When you reach the line containing "use crate::error::ErrorKind;" in the entries below, begin reproducing lines exactly, and stop once the line containing "let mut cursor" is done.

DATASET EXTRACT:
────────────────
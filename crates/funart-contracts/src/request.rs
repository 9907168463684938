use crate::media::{AudioInput, ReferenceImage};
use crate::modality::Modality;

/// Output size requested by the caller.
#[derive(Debug, Clone, PartialEq, Eq)]
pub enum SizeSpec {
    /// Let the vendor pick; no size field is sent.
    Auto,
    /// Explicit pixel dimensions, still subject to the modality's bounds table.
    Explicit { width: i64, height: i64 },
    /// One of the modality's enumerated presets (`1280*720`, `1080P`, ...).
    Preset(String),
}

impl SizeSpec {
    /// Host nodes use `-1/-1` as the "auto" sentinel.
    pub fn from_dims(width: i64, height: i64) -> Self {
        if width == -1 && height == -1 {
            return SizeSpec::Auto;
        }
        SizeSpec::Explicit { width, height }
    }

    pub fn preset(value: impl Into<String>) -> Self {
        SizeSpec::Preset(value.into())
    }
}

#[derive(Debug, Clone, PartialEq)]
pub struct GenerationRequest {
    pub modality: Modality,
    pub prompt: String,
    pub negative_prompt: Option<String>,
    pub reference_images: Vec<ReferenceImage>,
    pub audio: Option<AudioInput>,
    pub size: SizeSpec,
    pub duration_s: Option<u32>,
    /// Negative or missing means "let the vendor randomize".
    pub seed: Option<i64>,
    pub extend_prompt: bool,
    pub watermark: bool,
    /// Explicit credential; the environment fallback is applied by the engine.
    pub api_key: Option<String>,
}

impl GenerationRequest {
    pub fn new(modality: Modality, prompt: impl Into<String>) -> Self {
        let profile = modality.profile();
        let size = match (profile.default_preset, modality) {
            (Some(preset), _) => SizeSpec::Preset(preset.to_string()),
            (None, Modality::TextToImage) => SizeSpec::Explicit {
                width: 1280,
                height: 1280,
            },
            (None, _) => SizeSpec::Auto,
        };
        Self {
            modality,
            prompt: prompt.into(),
            negative_prompt: None,
            reference_images: Vec::new(),
            audio: None,
            size,
            duration_s: profile.default_duration(),
            seed: None,
            extend_prompt: true,
            watermark: false,
            api_key: None,
        }
    }

    pub fn text_to_image(prompt: impl Into<String>) -> Self {
        Self::new(Modality::TextToImage, prompt)
    }

    pub fn image_to_image(prompt: impl Into<String>, images: Vec<ReferenceImage>) -> Self {
        Self::new(Modality::ImageToImage, prompt).with_reference_images(images)
    }

    pub fn text_to_video(prompt: impl Into<String>) -> Self {
        Self::new(Modality::TextToVideo, prompt)
    }

    pub fn image_to_video(prompt: impl Into<String>, first_frame: ReferenceImage) -> Self {
        Self::new(Modality::ImageToVideo, prompt).with_reference_images(vec![first_frame])
    }

    pub fn with_negative_prompt(mut self, negative_prompt: impl Into<String>) -> Self {
        self.negative_prompt = Some(negative_prompt.into());
        self
    }

    pub fn with_reference_images(mut self, images: Vec<ReferenceImage>) -> Self {
        self.reference_images = images;
        self
    }

    pub fn with_audio(mut self, audio: AudioInput) -> Self {
        self.audio = Some(audio);
        self
    }

    pub fn with_size(mut self, size: SizeSpec) -> Self {
        self.size = size;
        self
    }

    pub fn with_duration(mut self, seconds: u32) -> Self {
        self.duration_s = Some(seconds);
        self
    }

    pub fn with_seed(mut self, seed: i64) -> Self {
        self.seed = Some(seed);
        self
    }

    pub fn with_extend_prompt(mut self, extend_prompt: bool) -> Self {
        self.extend_prompt = extend_prompt;
        self
    }

    pub fn with_watermark(mut self, watermark: bool) -> Self {
        self.watermark = watermark;
        self
    }

    pub fn with_api_key(mut self, api_key: impl Into<String>) -> Self {
        self.api_key = Some(api_key.into());
        self
    }
}
use funart_contracts::{GenerationResult, TaskStatus};

use crate::error::{ApiStage, GenerationError, Result};
use crate::transport::ApiResponse;

/// Non-2xx replies become `Api` errors carrying the vendor's code and message.
pub fn ensure_success(stage: ApiStage, response: &ApiResponse) -> Result<()> {
    if response.is_success() {
        return Ok(());
    }
    Err(GenerationError::Api {
        stage,
        status: response.status,
        code: response
            .code
            .clone()
            .unwrap_or_else(|| "UnknownError".to_string()),
        message: response.message.clone().unwrap_or_default(),
    })
}

pub fn task_failed(task_id: &str, status: TaskStatus, response: &ApiResponse) -> GenerationError {
    let output = response.output.as_ref();
    let code = output
        .and_then(|output| output.code.clone())
        .or_else(|| response.code.clone())
        .unwrap_or_else(|| "TaskFailed".to_string());
    let message = output
        .and_then(|output| output.message.clone())
        .or_else(|| response.message.clone())
        .unwrap_or_default();
    GenerationError::TaskFailed {
        task_id: task_id.to_string(),
        status,
        code,
        message,
    }
}

/// Classify a synthesis reply: an error, an empty success, or at least one image URL.
pub fn image_result(response: &ApiResponse) -> Result<GenerationResult> {
    ensure_success(ApiStage::Synthesis, response)?;
    let Some(output) = response.output.as_ref() else {
        return Err(GenerationError::empty_result(
            "image synthesis succeeded but the reply has no output",
        ));
    };
    if let Some(status) = output.task_status.filter(|status| status.is_terminal() && !status.is_success()) {
        return Err(task_failed(
            output.task_id.as_deref().unwrap_or("-"),
            status,
            response,
        ));
    }
    let result_urls = output
        .results
        .iter()
        .filter_map(|item| item.url.as_deref())
        .map(str::trim)
        .filter(|url| !url.is_empty())
        .map(str::to_string)
        .collect::<Vec<String>>();
    if result_urls.is_empty() {
        let detail = output
            .results
            .iter()
            .find_map(|item| item.message.as_deref().or(item.code.as_deref()))
            .map(|reason| format!(" ({reason})"))
            .unwrap_or_default();
        return Err(GenerationError::empty_result(format!(
            "image synthesis succeeded but returned no images{detail}"
        )));
    }
    let expanded_prompt = output
        .results
        .iter()
        .find_map(|item| item.actual_prompt.clone())
        .or_else(|| output.actual_prompt.clone());
    Ok(GenerationResult {
        result_urls,
        expanded_prompt,
        request_id: response.request_id.clone(),
    })
}

/// Classify the final reply of a video task: exactly one video URL or an empty result.
pub fn video_result(task_id: &str, response: &ApiResponse) -> Result<GenerationResult> {
    ensure_success(ApiStage::Poll, response)?;
    let Some(output) = response.output.as_ref() else {
        return Err(GenerationError::empty_result(format!(
            "task {task_id} succeeded but the reply has no output"
        )));
    };
    let status = output.task_status.unwrap_or(TaskStatus::Unknown);
    if !status.is_success() {
        return Err(task_failed(task_id, status, response));
    }
    let video_url = output
        .video_url
        .as_deref()
        .map(str::trim)
        .filter(|url| !url.is_empty())
        .ok_or_else(|| {
            GenerationError::empty_result(format!("task {task_id} succeeded without a video_url"))
        })?;
    Ok(GenerationResult {
        result_urls: vec![video_url.to_string()],
        expanded_prompt: output.actual_prompt.clone(),
        request_id: response.request_id.clone(),
    })
}
use std::fs;
use std::path::{Path, PathBuf};
use std::time::{Duration, Instant};

use chrono::{DateTime, Local};
use funart_contracts::{ModalityProfile, Tensor};
use image::RgbImage;
use tracing::{debug, info};
use uuid::Uuid;

use crate::error::Result;
use crate::transport::Transport;

/// Decode any supported image container to a `[1, H, W, 3]` tensor in `[0, 1]`.
pub fn decode_image_bytes(bytes: &[u8]) -> Result<Tensor> {
    let decoded = image::load_from_memory(bytes)?;
    rgb_to_tensor(&decoded.to_rgb8())
}

pub fn rgb_to_tensor(image: &RgbImage) -> Result<Tensor> {
    let (width, height) = image.dimensions();
    let data = image
        .as_raw()
        .iter()
        .map(|value| f32::from(*value) / 255.0)
        .collect::<Vec<f32>>();
    Ok(Tensor::new(
        vec![1, height as usize, width as usize, 3],
        data,
    )?)
}

/// Download and decode every result image, in order.
pub fn materialize_images(
    transport: &dyn Transport,
    urls: &[String],
    timeout: Duration,
) -> Result<Vec<Tensor>> {
    let mut frames = Vec::with_capacity(urls.len());
    for url in urls {
        let started = Instant::now();
        let bytes = transport.download(url, timeout)?;
        let frame = decode_image_bytes(&bytes)?;
        debug!(
            url = %url,
            shape = ?frame.shape(),
            elapsed_ms = started.elapsed().as_millis() as u64,
            "result image decoded"
        );
        frames.push(frame);
    }
    Ok(frames)
}

/// Download a result video verbatim and return where it was written.
pub fn materialize_video(
    transport: &dyn Transport,
    url: &str,
    profile: &ModalityProfile,
    output_dir: &Path,
    timeout: Duration,
) -> Result<PathBuf> {
    let bytes = transport.download(url, timeout)?;
    let dir = match profile.output_subdir {
        Some(subdir) => output_dir.join(subdir),
        None => output_dir.to_path_buf(),
    };
    fs::create_dir_all(&dir)?;
    let path = dir.join(unique_file_name(profile.filename_prefix, "mp4"));
    fs::write(&path, &bytes)?;
    info!(path = %path.display(), bytes = bytes.len(), "video saved");
    Ok(path)
}

/// `<prefix>_<YYYYmmdd_HHMMSS>_<suffix>.<extension>`
pub fn output_file_name(prefix: &str, stamp: DateTime<Local>, suffix: &str, extension: &str) -> String {
    format!("{prefix}_{}_{suffix}.{extension}", stamp.format("%Y%m%d_%H%M%S"))
}

pub fn video_file_name(prefix: &str, stamp: DateTime<Local>, suffix: &str) -> String {
    output_file_name(prefix, stamp, suffix, "mp4")
}

/// A fresh name for this moment with a random 8-hex suffix, so runs never overwrite each other.
pub fn unique_file_name(prefix: &str, extension: &str) -> String {
    output_file_name(prefix, Local::now(), &random_suffix(), extension)
}

fn random_suffix() -> String {
    Uuid::new_v4().simple().to_string()[..8].to_string()
}

#[cfg(test)]
mod tests {
    use std::fs;
    use std::io::Cursor;
    use std::time::Duration;

    use chrono::{Local, TimeZone};
    use funart_contracts::Modality;
    use image::{ImageFormat, Rgb, RgbImage};

    use super::{
        materialize_images, materialize_video, output_file_name, random_suffix, unique_file_name,
        video_file_name,
    };
    use crate::error::ErrorKind;
    use crate::testing::ScriptedTransport;

    fn png_bytes(width: u32, height: u32, color: [u8; 3]) -> anyhow::Result<Vec<u8>> {
        let mut cursor = Cursor::new(Vec::new());
        RgbImage::from_pixel(width, height, Rgb(color)).write_to(&mut cursor, ImageFormat::Png)?;
        Ok(cursor.into_inner())
    }

    fn is_video_name(name: &str, prefix: &str) -> bool {
        let Some(rest) = name
            .strip_prefix(prefix)
            .and_then(|rest| rest.strip_prefix('_'))
            .and_then(|rest| rest.strip_suffix(".mp4"))
        else {
            return false;
        };
        let parts = rest.split('_').collect::<Vec<&str>>();
        parts.len() == 3
            && parts[0].len() == 8
            && parts[1].len() == 6
            && parts[0].chars().chain(parts[1].chars()).all(|c| c.is_ascii_digit())
            && parts[2].len() == 8
            && parts[2].chars().all(|c| c.is_ascii_hexdigit())
    }

    #[test]
    fn image_urls_become_single_frame_tensors() -> anyhow::Result<()> {
        let transport = ScriptedTransport::new()
            .with_download("https://cdn.example/a.png", png_bytes(4, 2, [255, 0, 51])?);
        let frames = materialize_images(
            &transport,
            &["https://cdn.example/a.png".to_string()],
            Duration::from_secs(30),
        )?;
        assert_eq!(frames.len(), 1);
        assert_eq!(frames[0].shape(), &[1, 2, 4, 3]);
        assert_eq!(&frames[0].data()[..3], &[1.0, 0.0, 0.2]);
        Ok(())
    }

    #[test]
    fn garbage_image_bytes_are_a_local_error() {
        let transport =
            ScriptedTransport::new().with_download("https://cdn.example/x", b"nope".to_vec());
        let err = materialize_images(
            &transport,
            &["https://cdn.example/x".to_string()],
            Duration::from_secs(30),
        )
        .unwrap_err();
        assert_eq!(err.kind(), ErrorKind::Local);
    }

    #[test]
    fn videos_are_written_verbatim_under_the_profile_dir() -> anyhow::Result<()> {
        let dir = tempfile::tempdir()?;
        let transport = ScriptedTransport::new()
            .with_download("https://cdn.example/v.mp4", b"\x00\x00\x00\x18ftypmp42".to_vec());

        let t2v = materialize_video(
            &transport,
            "https://cdn.example/v.mp4",
            Modality::TextToVideo.profile(),
            dir.path(),
            Duration::from_secs(120),
        )?;
        assert_eq!(t2v.parent(), Some(dir.path().join("temp").as_path()));
        let name = t2v.file_name().and_then(|n| n.to_str()).unwrap_or_default();
        assert!(is_video_name(name, "wan_t2v"), "{name}");
        assert_eq!(fs::read(&t2v)?, b"\x00\x00\x00\x18ftypmp42");

        let i2v = materialize_video(
            &transport,
            "https://cdn.example/v.mp4",
            Modality::ImageToVideo.profile(),
            dir.path(),
            Duration::from_secs(120),
        )?;
        assert_eq!(i2v.parent(), Some(dir.path()));
        Ok(())
    }

    #[test]
    fn failed_download_leaves_no_file() -> anyhow::Result<()> {
        let dir = tempfile::tempdir()?;
        let err = materialize_video(
            &ScriptedTransport::new(),
            "https://cdn.example/missing.mp4",
            Modality::ImageToVideo.profile(),
            dir.path(),
            Duration::from_secs(120),
        )
        .unwrap_err();
        assert_eq!(err.kind(), ErrorKind::Transport);
        assert_eq!(fs::read_dir(dir.path())?.count(), 0);
        Ok(())
    }

    #[test]
    fn file_name_layout() {
        let stamp = Local
            .with_ymd_and_hms(2025, 3, 9, 14, 5, 7)
            .single()
            .unwrap_or_else(Local::now);
        let name = video_file_name("wan_i2v", stamp, "0a1b2c3d");
        assert!(is_video_name(&name, "wan_i2v"), "{name}");
        assert_eq!(
            output_file_name("wan_t2i", stamp, "0a1b2c3d", "png"),
            "wan_t2i_20250309_140507_0a1b2c3d.png"
        );
        assert_ne!(random_suffix(), random_suffix());
        assert_ne!(unique_file_name("wan_t2i", "png"), unique_file_name("wan_t2i", "png"));
    }
}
────────────────
COMPLETED EXERCISE:
    use crate::error::ErrorKind;
    use crate::testing::ScriptedTransport;

    fn png_bytes(width: u32, height: u32, color: [u8; 3]) -> anyhow::Result<Vec<u8>> {
        let mut cursor = Cursor::new(Vec::new());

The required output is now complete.